An R-phycoerythrin (R-PE) was isolated by gel filtrations on Sepharose CL-4B and Sephadex G-150 from the phycobiliprotein extract of the marine red macroalga Polysiphonia urceolata Grev and further purified by ion exchange chromatography on DEAE-Sepharose Fast Flow. The purified R-PE showed three absorption peaks at 498 nm, 538 nm, 566 nm and one fluorescent emission maximum at 577 nm. Although the R-PE showed a single band on the examination by native PAGE, it exhibited two very close bands at pH about 4.7 in native isoelectric focusing (IEF). Polypeptide analysis of the R-PE demonstrated that it contained four chromophore-carrying subunits, α(18.2), β(20.6), γ(31.6) (γ'), γ(34.6) (γ), and no colorless polypeptide; its subunit composition was 6α(18.2):6β(20.6):1 γ(31.6):2γ(34.6).
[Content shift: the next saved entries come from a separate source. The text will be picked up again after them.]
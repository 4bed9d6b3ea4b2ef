//! Chat service — one turn per call, serialized per user.
//!
//! A turn reads the whole session, runs the dialogue on it and writes it
//! back with compare-and-set. Turns for the same user queue on a per-user
//! lock; different users never wait on each other. Leads are dispatched
//! only after the session write succeeded.

use std::collections::HashMap;
use std::sync::Arc;

use serde::Serialize;
use tokio::sync::Mutex;

use crate::dialogue::{Dialogue, DialogueState, Session};
use crate::error::{StoreError, StoreResult};
use crate::leads::{LeadDispatcher, RoutedLead};
use crate::store::SessionStore;

/// Attempts per turn when the stored session changed underneath us.
const MAX_TURN_ATTEMPTS: usize = 2;

/// What a turn produced.
#[derive(Debug, Clone, Serialize)]
pub struct ChatReply {
    pub replies: Vec<String>,
    pub state: DialogueState,
    /// Leads handed to the sinks during this turn.
    #[serde(skip_serializing_if = "Vec::is_empty")]
    pub leads: Vec<RoutedLead>,
}

pub struct ChatService {
    dialogue: Dialogue,
    store: Arc<dyn SessionStore>,
    dispatcher: LeadDispatcher,
    locks: Mutex<HashMap<String, Arc<Mutex<()>>>>,
}

impl ChatService {
    pub fn new(dialogue: Dialogue, store: Arc<dyn SessionStore>, dispatcher: LeadDispatcher) -> Self {
        Self {
            dialogue,
            store,
            dispatcher,
            locks: Mutex::new(HashMap::new()),
        }
    }

    async fn user_lock(&self, user_id: &str) -> Arc<Mutex<()>> {
        self.locks
            .lock()
            .await
            .entry(user_id.to_string())
            .or_default()
            .clone()
    }

    /// Drop the map entry once nobody else holds or waits on `lock`.
    async fn release_lock(&self, user_id: &str, lock: Arc<Mutex<()>>) {
        let mut locks = self.locks.lock().await;
        let idle = Arc::strong_count(&lock) == 2
            && locks.get(user_id).is_some_and(|held| Arc::ptr_eq(held, &lock));
        if idle {
            locks.remove(user_id);
        }
    }

    /// Run one message through the dialogue for `user_id`.
    pub async fn handle_message(&self, user_id: &str, text: &str) -> StoreResult<ChatReply> {
        let lock = self.user_lock(user_id).await;
        let reply = {
            let _turn = lock.lock().await;
            self.run_turn(user_id, text).await
        };
        self.release_lock(user_id, lock).await;
        reply
    }

    async fn run_turn(&self, user_id: &str, text: &str) -> StoreResult<ChatReply> {
        let mut attempt = 0;
        let (session, outcome) = loop {
            attempt += 1;
            let mut session = match self.store.get(user_id).await? {
                Some(s) => s,
                None => {
                    tracing::debug!(user_id, "no session, starting fresh");
                    Session::new(user_id)
                }
            };
            let outcome = self.dialogue.handle(&mut session, text).await;

            match self.store.save(&session).await {
                Ok(version) => {
                    session.version = version;
                    break (session, outcome);
                }
                Err(e @ StoreError::VersionConflict { .. }) if attempt < MAX_TURN_ATTEMPTS => {
                    tracing::warn!(user_id, error = %e, "session changed during turn, replaying");
                }
                Err(e) => return Err(e),
            }
        };

        let mut leads = Vec::with_capacity(outcome.leads.len());
        for lead in outcome.leads {
            leads.push(self.dispatcher.dispatch(lead).await);
        }

        tracing::info!(
            user_id,
            state = %session.state,
            replies = outcome.replies.len(),
            leads = leads.len(),
            "turn complete"
        );
        Ok(ChatReply {
            replies: outcome.replies,
            state: session.state,
            leads,
        })
    }

    /// Drop the user's session. The next message starts from the greeting.
    pub async fn clear(&self, user_id: &str) -> StoreResult<bool> {
        let lock = self.user_lock(user_id).await;
        let removed = {
            let _turn = lock.lock().await;
            self.store.delete(user_id).await
        };
        self.release_lock(user_id, lock).await;
        removed
    }

    pub async fn snapshot(&self, user_id: &str) -> StoreResult<Option<Session>> {
        self.store.get(user_id).await
    }
}

#[cfg(test)]
mod tests {
    use super::*;
    use crate::dialogue::tests::dialogue;
    use crate::leads::MockLeadSink;
    use crate::leads::routing::{LeadRouter, RoutingConfig};
    use crate::store::InMemorySessionStore;
    use al_catalog::BrandMatcher;
    use async_trait::async_trait;
    use std::sync::atomic::{AtomicBool, AtomicUsize, Ordering};
    use std::time::Duration;

    fn service_with(store: Arc<dyn SessionStore>) -> (ChatService, Arc<MockLeadSink>) {
        let sink = Arc::new(MockLeadSink::new());
        let router = LeadRouter::new(RoutingConfig::default(), Arc::new(BrandMatcher::default()));
        let dispatcher = LeadDispatcher::new(router).with_sink(sink.clone());
        (ChatService::new(dialogue(), store, dispatcher), sink)
    }

    fn service() -> (ChatService, Arc<MockLeadSink>) {
        service_with(Arc::new(InMemorySessionStore::new()))
    }

    // ── turns ──────────────────────────────────────────────────

    #[tokio::test]
    async fn first_message_starts_fresh_session() {
        let (svc, _) = service();
        let reply = svc.handle_message("u1", "Иван").await.unwrap();
        assert_eq!(reply.state, DialogueState::DetectIntent);
        assert!(reply.replies[0].contains("Иван"));

        let stored = svc.snapshot("u1").await.unwrap().unwrap();
        assert_eq!(stored.name.as_deref(), Some("Иван"));
        assert!(stored.version > 0);
    }

    #[tokio::test]
    async fn confirmed_lead_is_dispatched() {
        let (svc, sink) = service();
        for text in ["Иван", "нужен акт сверки", "89161234567"] {
            svc.handle_message("u1", text).await.unwrap();
        }
        let reply = svc.handle_message("u1", "да").await.unwrap();
        assert_eq!(reply.state, DialogueState::Finished);
        assert_eq!(reply.leads.len(), 1);
        assert_eq!(reply.leads[0].channel.as_deref(), Some("accounting"));

        let delivered = sink.delivered();
        assert_eq!(delivered.len(), 1);
        assert_eq!(delivered[0].lead.phone, "+79161234567");
    }

    #[tokio::test]
    async fn clear_restarts_conversation() {
        let (svc, _) = service();
        svc.handle_message("u1", "Иван").await.unwrap();
        assert!(svc.clear("u1").await.unwrap());
        assert!(svc.snapshot("u1").await.unwrap().is_none());
        assert!(!svc.clear("u1").await.unwrap());

        let reply = svc.handle_message("u1", "Пётр").await.unwrap();
        assert!(reply.replies[0].contains("Пётр"));
    }

    #[tokio::test]
    async fn users_are_independent() {
        let (svc, _) = service();
        let svc = Arc::new(svc);
        let a = tokio::spawn({
            let svc = svc.clone();
            async move { svc.handle_message("a", "Анна").await.unwrap() }
        });
        let b = tokio::spawn({
            let svc = svc.clone();
            async move { svc.handle_message("b", "Борис").await.unwrap() }
        });
        assert!(a.await.unwrap().replies[0].contains("Анна"));
        assert!(b.await.unwrap().replies[0].contains("Борис"));
    }

    #[tokio::test]
    async fn same_user_turns_do_not_lose_updates() {
        let (svc, _) = service();
        let svc = Arc::new(svc);
        svc.handle_message("u1", "Иван").await.unwrap();

        let handles: Vec<_> = (0..8)
            .map(|_| {
                let svc = svc.clone();
                tokio::spawn(async move { svc.handle_message("u1", "ммм").await })
            })
            .collect();
        for h in handles {
            h.await.unwrap().unwrap();
        }
        assert_eq!(svc.snapshot("u1").await.unwrap().unwrap().name.as_deref(), Some("Иван"));
    }

    #[tokio::test]
    async fn idle_user_locks_are_released() {
        let (svc, _) = service();
        for user in ["a", "b", "c"] {
            svc.handle_message(user, "Иван").await.unwrap();
        }
        svc.clear("a").await.unwrap();
        assert!(svc.locks.lock().await.is_empty());
    }

    /// Slow reads that record how many run at once.
    struct SlowStore {
        inner: InMemorySessionStore,
        in_flight: AtomicUsize,
        max_in_flight: AtomicUsize,
    }

    impl SlowStore {
        fn new() -> Self {
            Self {
                inner: InMemorySessionStore::new(),
                in_flight: AtomicUsize::new(0),
                max_in_flight: AtomicUsize::new(0),
            }
        }
    }

    #[async_trait]
    impl SessionStore for SlowStore {
        async fn get(&self, user_id: &str) -> StoreResult<Option<Session>> {
            let now = self.in_flight.fetch_add(1, Ordering::SeqCst) + 1;
            self.max_in_flight.fetch_max(now, Ordering::SeqCst);
            tokio::time::sleep(Duration::from_millis(50)).await;
            self.in_flight.fetch_sub(1, Ordering::SeqCst);
            self.inner.get(user_id).await
        }

        async fn save(&self, session: &Session) -> StoreResult<u64> {
            self.inner.save(session).await
        }

        async fn delete(&self, user_id: &str) -> StoreResult<bool> {
            self.inner.delete(user_id).await
        }
    }

    #[tokio::test]
    async fn clear_keeps_queued_turns_serialized() {
        let store = Arc::new(SlowStore::new());
        let (svc, _) = service_with(store.clone());
        let svc = Arc::new(svc);

        let first = tokio::spawn({
            let svc = svc.clone();
            async move { svc.handle_message("u1", "Иван").await }
        });
        tokio::time::sleep(Duration::from_millis(10)).await;
        let clear = tokio::spawn({
            let svc = svc.clone();
            async move { svc.clear("u1").await }
        });
        tokio::time::sleep(Duration::from_millis(10)).await;
        let queued = tokio::spawn({
            let svc = svc.clone();
            async move { svc.handle_message("u1", "Пётр").await }
        });

        clear.await.unwrap().unwrap();
        let late = svc.handle_message("u1", "ммм").await;

        first.await.unwrap().unwrap();
        queued.await.unwrap().unwrap();
        late.unwrap();
        assert_eq!(store.max_in_flight.load(Ordering::SeqCst), 1);
        assert!(svc.locks.lock().await.is_empty());
    }

    // ── store conflicts ────────────────────────────────────────

    /// Clears the session behind the service's back on the first save.
    struct ClearingStore {
        inner: InMemorySessionStore,
        cleared: AtomicBool,
    }

    #[async_trait]
    impl SessionStore for ClearingStore {
        async fn get(&self, user_id: &str) -> StoreResult<Option<Session>> {
            self.inner.get(user_id).await
        }

        async fn save(&self, session: &Session) -> StoreResult<u64> {
            if !self.cleared.swap(true, Ordering::SeqCst) {
                self.inner.delete(&session.user_id).await?;
            }
            self.inner.save(session).await
        }

        async fn delete(&self, user_id: &str) -> StoreResult<bool> {
            self.inner.delete(user_id).await
        }
    }

    #[tokio::test]
    async fn concurrent_clear_replays_turn_on_fresh_session() {
        let inner = InMemorySessionStore::new();
        let mut existing = Session::new("u1");
        existing.name = Some("Иван".into());
        existing.state = DialogueState::DetectIntent;
        inner.save(&existing).await.unwrap();

        let store = Arc::new(ClearingStore {
            inner,
            cleared: AtomicBool::new(false),
        });
        let (svc, _) = service_with(store);

        // Replayed on a fresh session, the message is read as a name.
        let reply = svc.handle_message("u1", "Пётр").await.unwrap();
        assert_eq!(reply.state, DialogueState::DetectIntent);
        assert!(reply.replies[0].contains("Пётр"));
    }

    /// Every save conflicts.
    struct ConflictingStore;

    #[async_trait]
    impl SessionStore for ConflictingStore {
        async fn get(&self, _user_id: &str) -> StoreResult<Option<Session>> {
            Ok(None)
        }

        async fn save(&self, session: &Session) -> StoreResult<u64> {
            Err(StoreError::VersionConflict {
                user_id: session.user_id.clone(),
                expected: session.version,
                found: 99,
            })
        }

        async fn delete(&self, _user_id: &str) -> StoreResult<bool> {
            Ok(false)
        }
    }

    #[tokio::test]
    async fn persistent_conflict_is_reported() {
        let (svc, sink) = service_with(Arc::new(ConflictingStore));
        let err = svc.handle_message("u1", "Иван").await.unwrap_err();
        assert!(matches!(err, StoreError::VersionConflict { .. }));
        assert!(sink.delivered().is_empty());
    }
}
The α and β subunits were distributed within a acidic pH range from 5.0 to 6.0 in denaturing IEF and the γ subunits were in a basic pH range from 7.6 to 8.1. These results reveal that the prepared R-PE may exist in two hexamers of γ (αβ)(3) γ (αβ)(3)γ' and γ (αβ)(3) γ'(αβ)(3) γ and that the R-PE participate in the rod domain assembly of P. urceolata phycobilisomes by stacking each of its trimer (αβ)(3) face-to-face with the aid of one γ subunit (γ or γ').